Jason Dale McBain (born April 12, 1974) is an American former professional ice hockey defenseman.  He was born in Ilion, New York, and grew up in Kimberley, British Columbia.  His brother Mike McBain also played professional hockey for the Tampa Bay Lightning.

Career
McBain played for the Lethbridge Hurricanes of the Western Hockey League, until being traded to the Portland Winterhawks one season later, and played three seasons with the Winterhawks.

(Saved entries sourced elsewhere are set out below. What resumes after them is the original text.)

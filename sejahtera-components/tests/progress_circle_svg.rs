use sejahtera_components::{
    pipelines::register_pipelines,
    progress_circle::{ProgressCircle, ProgressCircleArgs, progress_circle},
    theme::PlanTheme,
};
use sejahtera_ui::{Dp, FrameClock, Scene, SvgRenderer};
use usvg::{Group, Node, Tree};

fn render(scene: &Scene) -> String {
    SvgRenderer::with_pipelines(register_pipelines)
        .render(scene)
        .unwrap()
}

fn parse(svg: &str) -> Tree {
    Tree::from_str(svg, &usvg::Options::default()).unwrap()
}

fn strokes(group: &Group, out: &mut Vec<usvg::Stroke>) {
    for node in group.children() {
        match node {
            Node::Group(group) => strokes(group, out),
            Node::Path(path) => out.extend(path.stroke().cloned()),
            _ => {}
        }
    }
}

#[test]
fn rendered_circle_is_valid_svg_of_requested_size() {
    let svg = render(&progress_circle(&ProgressCircleArgs::default().progress(0.5)));
    let tree = parse(&svg);
    assert_eq!(tree.size().width(), 120.0);
    assert_eq!(tree.size().height(), 120.0);
    assert!(svg.contains(r#"transform="rotate(-90 60 60)""#));
    assert!(svg.contains("<title>50% complete</title>"));
}

#[test]
fn track_and_progress_are_both_stroked() {
    let svg = render(&progress_circle(&ProgressCircleArgs::default().progress(0.25)));
    let mut found = Vec::new();
    strokes(parse(&svg).root(), &mut found);
    assert_eq!(found.len(), 2);

    let progress = &found[1];
    let dasharray = progress.dasharray().unwrap();
    assert!((dasharray[0] - 339.292).abs() < 0.01);
    assert!((progress.dashoffset() - 254.469).abs() < 0.01);
}

#[test]
fn empty_progress_renders_track_only() {
    let svg = render(&progress_circle(&ProgressCircleArgs::default()));
    let mut found = Vec::new();
    strokes(parse(&svg).root(), &mut found);
    assert_eq!(found.len(), 1);
    assert!(found[0].dasharray().is_none());
}

#[test]
fn invalid_geometry_renders_no_circles() {
    let args = ProgressCircleArgs::default()
        .size(Dp(10.0))
        .stroke_width(Dp(20.0))
        .progress(0.5);
    let svg = render(&progress_circle(&args));
    assert!(!svg.contains("<circle"));
    assert_eq!(parse(&svg).size().width(), 10.0);
}

#[test]
fn labeled_dashboard_widget() {
    let args = ProgressCircleArgs::themed(&PlanTheme::dashboard())
        .progress(4.0 / 6.0)
        .show_label(true)
        .caption("Tasks & goals");
    let svg = render(&progress_circle(&args));
    parse(&svg);
    assert!(svg.contains(r##"stroke="#007aff""##));
    assert!(svg.contains(">67%</text>"));
    assert!(svg.contains(">Tasks &amp; goals</text>"));
}

#[test]
fn animated_frames_move_toward_target() {
    let mut clock = FrameClock::new();
    let mut circle = ProgressCircle::new(ProgressCircleArgs::default().show_label(true));
    circle.set_progress(1.0, &mut clock);

    let mut labels = Vec::new();
    let mut now = 0;
    while clock.has_pending() {
        clock.tick(now);
        labels.push(render(&circle.render()));
        now += 16_000_000;
    }

    assert!(labels.len() > 10);
    assert!(labels[0].contains(">0%</text>"));
    assert!(labels.last().unwrap().contains(">100%</text>"));
}
//! Retained draw lists produced by components.
//!
//! A [`Scene`] is the output of one render pass: a fixed-size region and a
//! stack of [`Layer`]s, each holding draw commands that share a transform.

use smallvec::SmallVec;

use crate::{Dp, renderer::DrawCommand};

/// The measured size of a rendered region, in layout units.
#[derive(Debug, Default, Clone, Copy, PartialEq)]
pub struct ComputedData {
    /// Width of the region.
    pub width: Dp,
    /// Height of the region.
    pub height: Dp,
}

impl ComputedData {
    /// A square region with sides of `side`.
    pub const fn square(side: Dp) -> Self {
        Self {
            width: side,
            height: side,
        }
    }
}

/// A rotation about a fixed origin, in layout units.
#[derive(Debug, Clone, Copy, PartialEq)]
pub struct Rotation {
    /// Angle in degrees; positive values rotate clockwise on screen.
    pub degrees: f32,
    /// Horizontal coordinate of the rotation origin.
    pub origin_x: f32,
    /// Vertical coordinate of the rotation origin.
    pub origin_y: f32,
}

impl Rotation {
    /// Rotation by `degrees` about `(origin_x, origin_y)`.
    pub const fn about(degrees: f32, origin_x: f32, origin_y: f32) -> Self {
        Self {
            degrees,
            origin_x,
            origin_y,
        }
    }
}

/// Draw commands sharing one transform.
#[derive(Debug, Clone, Default, PartialEq)]
pub struct Layer {
    rotation: Option<Rotation>,
    commands: SmallVec<[Box<dyn DrawCommand>; 2]>,
}

impl Layer {
    /// The transform applied to every command of the layer.
    pub fn rotation(&self) -> Option<Rotation> {
        self.rotation
    }

    /// Appends a draw command. Commands draw in push order.
    pub fn push_draw_command(&mut self, command: impl DrawCommand + 'static) -> &mut Self {
        self.commands.push(Box::new(command));
        self
    }

    /// Commands of this layer, in draw order.
    pub fn commands(&self) -> impl Iterator<Item = &dyn DrawCommand> {
        self.commands.iter().map(|command| command.as_ref())
    }

    /// Number of commands in the layer.
    pub fn len(&self) -> usize {
        self.commands.len()
    }

    /// Returns true if the layer has no commands.
    pub fn is_empty(&self) -> bool {
        self.commands.is_empty()
    }
}

/// Output of a render pass.
///
/// The scene always reports its measured size, even when it draws nothing.
#[derive(Debug, Clone, Default, PartialEq)]
pub struct Scene {
    size: ComputedData,
    layers: Vec<Layer>,
    description: Option<String>,
}

impl Scene {
    /// Creates an empty scene occupying `size`.
    pub fn new(size: ComputedData) -> Self {
        Self {
            size,
            layers: Vec::new(),
            description: None,
        }
    }

    /// Measured size of the scene.
    pub fn size(&self) -> ComputedData {
        self.size
    }

    /// Opens a new untransformed layer on top of the existing ones.
    pub fn push_layer(&mut self) -> &mut Layer {
        self.layers.push(Layer::default());
        let last = self.layers.len() - 1;
        &mut self.layers[last]
    }

    /// Opens a new layer whose commands are drawn under `rotation`.
    pub fn push_rotated_layer(&mut self, rotation: Rotation) -> &mut Layer {
        let layer = self.push_layer();
        layer.rotation = Some(rotation);
        layer
    }

    /// Layers in draw order.
    pub fn layers(&self) -> &[Layer] {
        &self.layers
    }

    /// Iterates every command of every layer, in draw order.
    pub fn commands(&self) -> impl Iterator<Item = &dyn DrawCommand> {
        self.layers.iter().flat_map(|layer| layer.commands())
    }

    /// Downcasts and collects every command of type `T`.
    pub fn commands_of<T: DrawCommand + 'static>(&self) -> Vec<&T> {
        self.commands()
            .filter_map(|command| command.as_any().downcast_ref::<T>())
            .collect()
    }

    /// Returns true if no layer holds a command.
    pub fn is_blank(&self) -> bool {
        self.layers.iter().all(Layer::is_empty)
    }

    /// Sets the textual description exposed to assistive technology.
    pub fn set_description(&mut self, description: impl Into<String>) {
        self.description = Some(description.into());
    }

    /// Textual description of what the scene shows, if any.
    pub fn description(&self) -> Option<&str> {
        self.description.as_deref()
    }
}

#[cfg(test)]
mod tests {
    use super::*;

    #[derive(Debug, Clone, PartialEq)]
    struct Marker {
        id: u32,
        alpha: f32,
    }

    impl DrawCommand for Marker {}

    #[test]
    fn commands_keep_push_order_across_layers() {
        let mut scene = Scene::new(ComputedData::square(Dp(10.0)));
        scene
            .push_rotated_layer(Rotation::about(-90.0, 5.0, 5.0))
            .push_draw_command(Marker { id: 1, alpha: 1.0 })
            .push_draw_command(Marker { id: 2, alpha: 1.0 });
        scene.push_layer().push_draw_command(Marker { id: 3, alpha: 1.0 });

        let ids: Vec<u32> = scene.commands_of::<Marker>().iter().map(|m| m.id).collect();
        assert_eq!(ids, vec![1, 2, 3]);
        assert_eq!(scene.layers()[0].rotation().map(|r| r.degrees), Some(-90.0));
        assert_eq!(scene.layers()[1].rotation(), None);
    }

    #[test]
    fn blank_scene_still_has_size() {
        let mut scene = Scene::new(ComputedData::square(Dp(120.0)));
        scene.push_layer();
        assert!(scene.is_blank());
        assert_eq!(scene.size().width, Dp(120.0));
    }

    #[test]
    fn scenes_compare_by_command_value() {
        let build = |alpha| {
            let mut scene = Scene::new(ComputedData::square(Dp(4.0)));
            scene.push_layer().push_draw_command(Marker { id: 7, alpha });
            scene
        };
        assert_eq!(build(1.0), build(1.0).clone());
        assert_ne!(build(1.0), build(0.5));
    }
}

McBain was drafted 81st overall in the 1992 NHL Entry Draft by the Hartford Whalers.  After McBain was drafted, he started out playing for his first of many minor league teams with the Springfield Falcons.  The next season he got called up to the Hartford Whalers roster to start the season, only playing 3 games, and getting sent back down to Springfield.  This happened one last time after the Whalers sent him down after only 6 games with the team.  From 1997 to 2000, McBain joined many minor league teams, including the Providence Bruins and Quebec Citadelles.  After the 2000 season, he left North America to play in the DEL in Germany for the Essen Mosquitoes and Revier Lions.  McBain then moved over to Sweden to play for Skelleftea AIK for less than half a season before moving back to North America.  For the last 2 seasons of his career, he became the first captain of the Las Vegas Wranglers franchise, retiring in 2005.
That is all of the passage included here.